YOUR ASSIGNMENT: Transcribe the listing from its top line through the line with "async fn run(context: Arc<ScanContext>, mut". Keep it exact, both ends included, and add nothing.

GIVEN RECORDS:
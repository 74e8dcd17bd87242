//! Background scan queue.
//!
//! Jobs are sent to a single worker task over a bounded channel. The worker
//! runs up to `concurrency` jobs at a time and answers each submitter on a
//! oneshot channel, which the submitter may await or drop.

use crate::backhaul::suggest_backhaul;
use crate::scan::{run_criteria_scan, ScanPipeline, ScanReport};
use futures::FutureExt;
use haulscout_core::{Cipher, Database, HaulError, Result, SuggestedBackhaul, WorkerConfig};
use std::sync::Arc;
use tokio::sync::{mpsc, oneshot, Semaphore};
use tokio::task::{JoinHandle, JoinSet};
use tracing::{debug, info, warn};

#[derive(Debug, Clone, Copy, PartialEq, Eq)]
pub enum ScanJob {
    /// Scan a stored criteria.
    Criteria(i64),
    /// Suggest return loads for a saved load.
    Backhaul(i64),
}

#[derive(Debug, Clone)]
pub enum JobOutcome {
    Scan(ScanReport),
    Backhaul(SuggestedBackhaul),
}

/// Everything a job needs.
pub struct ScanContext {
    pub db: Database,
    pub pipeline: Arc<ScanPipeline>,
    pub cipher: Cipher,
    pub backhaul_top_n: usize,
}

impl ScanContext {
    async fn execute(&self, job: ScanJob) -> Result<JobOutcome> {
        match job {
            ScanJob::Criteria(id) => run_criteria_scan(&self.db, &self.pipeline, &self.cipher, id)
                .await
                .map(JobOutcome::Scan),
            ScanJob::Backhaul(id) => {
                suggest_backhaul(&self.db, &self.pipeline, &self.cipher, id, self.backhaul_top_n)
                    .await
                    .map(JobOutcome::Backhaul)
            }
        }
    }
}

type Reply = oneshot::Sender<Result<JobOutcome>>;

pub struct ScanWorker;

impl ScanWorker {
    pub fn spawn(context: ScanContext, config: &WorkerConfig) -> ScanWorkerHandle {
        let (sender, receiver) = mpsc::channel(config.queue_capacity.max(1));
        let concurrency = config.concurrency.max(1);
        let task = tokio::spawn(run(Arc::new(context), receiver, concurrency));
        info!("Scan worker started (concurrency {})", concurrency);
        ScanWorkerHandle { sender, task }
    }
}

async fn run(context: Arc<ScanContext>, mut receiver: mpsc::Receiver<(ScanJob, Reply)>, concurrency: usize) {
    let permits = Arc::new(Semaphore::new(concurrency));
    let mut running = JoinSet::new();

    while let Some((job, reply)) = receiver.recv().await {
        let Ok(permit) = permits.clone().acquire_owned().await else {
            break;
        };
        let context = context.clone();
        running.spawn(async move {
            debug!("Starting {:?}", job);
            let outcome = context.execute(job).await;
            if let Err(e) = &outcome {
                warn!("{:?} failed: {}", job, e);
            }
            if reply.send(outcome).is_err() {
                debug!("Submitter of {:?} is no longer waiting", job);
            }
            drop(permit);
        });

        while let Some(Some(finished)) = running.join_next().now_or_never() {
            if let Err(e) = finished {
                warn!("Scan job aborted: {}", e);
            }
        }
    }

    while let Some(finished) = running.join_next().await {
        if let Err(e) = finished {
            warn!("Scan job aborted: {}", e);
        }
    }
    info!("Scan worker stopped");
}

pub struct ScanWorkerHandle {
    sender: mpsc::Sender<(ScanJob, Reply)>,
    task: JoinHandle<()>,
}

impl ScanWorkerHandle {
    /// Queues a job. Waits while the queue is full.
    pub async fn submit(&self, job: ScanJob) -> Result<oneshot::Receiver<Result<JobOutcome>>> {
        let (reply, receiver) = oneshot::channel();
        self.sender
            .send((job, reply))
            .await
            .map_err(|_| HaulError::WorkerStopped)?;
        Ok(receiver)
    }

    /// Stops accepting jobs and waits for queued and running jobs to finish.
    pub async fn shutdown(self) {
        drop(self.sender);
        if let Err(e) = self.task.await {
            warn!("Scan worker task failed: {}", e);
        }
    }
}

/// Waits for a submitted job's result.
pub async fn wait_for(receiver: oneshot::Receiver<Result<JobOutcome>>) -> Result<JobOutcome> {
    receiver.await.map_err(|_| HaulError::WorkerStopped)?
}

SOLUTION FOR THIS TASK:
repository 74e8dcd17bd87242
//! Background scan queue.
//!
//! Jobs are sent to a single worker task over a bounded channel. The worker
//! runs up to `concurrency` jobs at a time and answers each submitter on a
//! oneshot channel, which the submitter may await or drop.

use crate::backhaul::suggest_backhaul;
use crate::scan::{run_criteria_scan, ScanPipeline, ScanReport};
use futures::FutureExt;
use haulscout_core::{Cipher, Database, HaulError, Result, SuggestedBackhaul, WorkerConfig};
use std::sync::Arc;
use tokio::sync::{mpsc, oneshot, Semaphore};
use tokio::task::{JoinHandle, JoinSet};
use tracing::{debug, info, warn};

#[derive(Debug, Clone, Copy, PartialEq, Eq)]
pub enum ScanJob {
    /// Scan a stored criteria.
    Criteria(i64),
    /// Suggest return loads for a saved load.
    Backhaul(i64),
}

#[derive(Debug, Clone)]
pub enum JobOutcome {
    Scan(ScanReport),
    Backhaul(SuggestedBackhaul),
}

/// Everything a job needs.
pub struct ScanContext {
    pub db: Database,
    pub pipeline: Arc<ScanPipeline>,
    pub cipher: Cipher,
    pub backhaul_top_n: usize,
}

impl ScanContext {
    async fn execute(&self, job: ScanJob) -> Result<JobOutcome> {
        match job {
            ScanJob::Criteria(id) => run_criteria_scan(&self.db, &self.pipeline, &self.cipher, id)
                .await
                .map(JobOutcome::Scan),
            ScanJob::Backhaul(id) => {
                suggest_backhaul(&self.db, &self.pipeline, &self.cipher, id, self.backhaul_top_n)
                    .await
                    .map(JobOutcome::Backhaul)
            }
        }
    }
}

type Reply = oneshot::Sender<Result<JobOutcome>>;

pub struct ScanWorker;

impl ScanWorker {
    pub fn spawn(context: ScanContext, config: &WorkerConfig) -> ScanWorkerHandle {
        let (sender, receiver) = mpsc::channel(config.queue_capacity.max(1));
        let concurrency = config.concurrency.max(1);
        let task = tokio::spawn(run(Arc::new(context), receiver, concurrency));
        info!("Scan worker started (concurrency {})", concurrency);
        ScanWorkerHandle { sender, task }
    }
}

async fn run(context: Arc<ScanContext>, mut receiver: mpsc::Receiver<(ScanJob, Reply)>, concurrency: usize) {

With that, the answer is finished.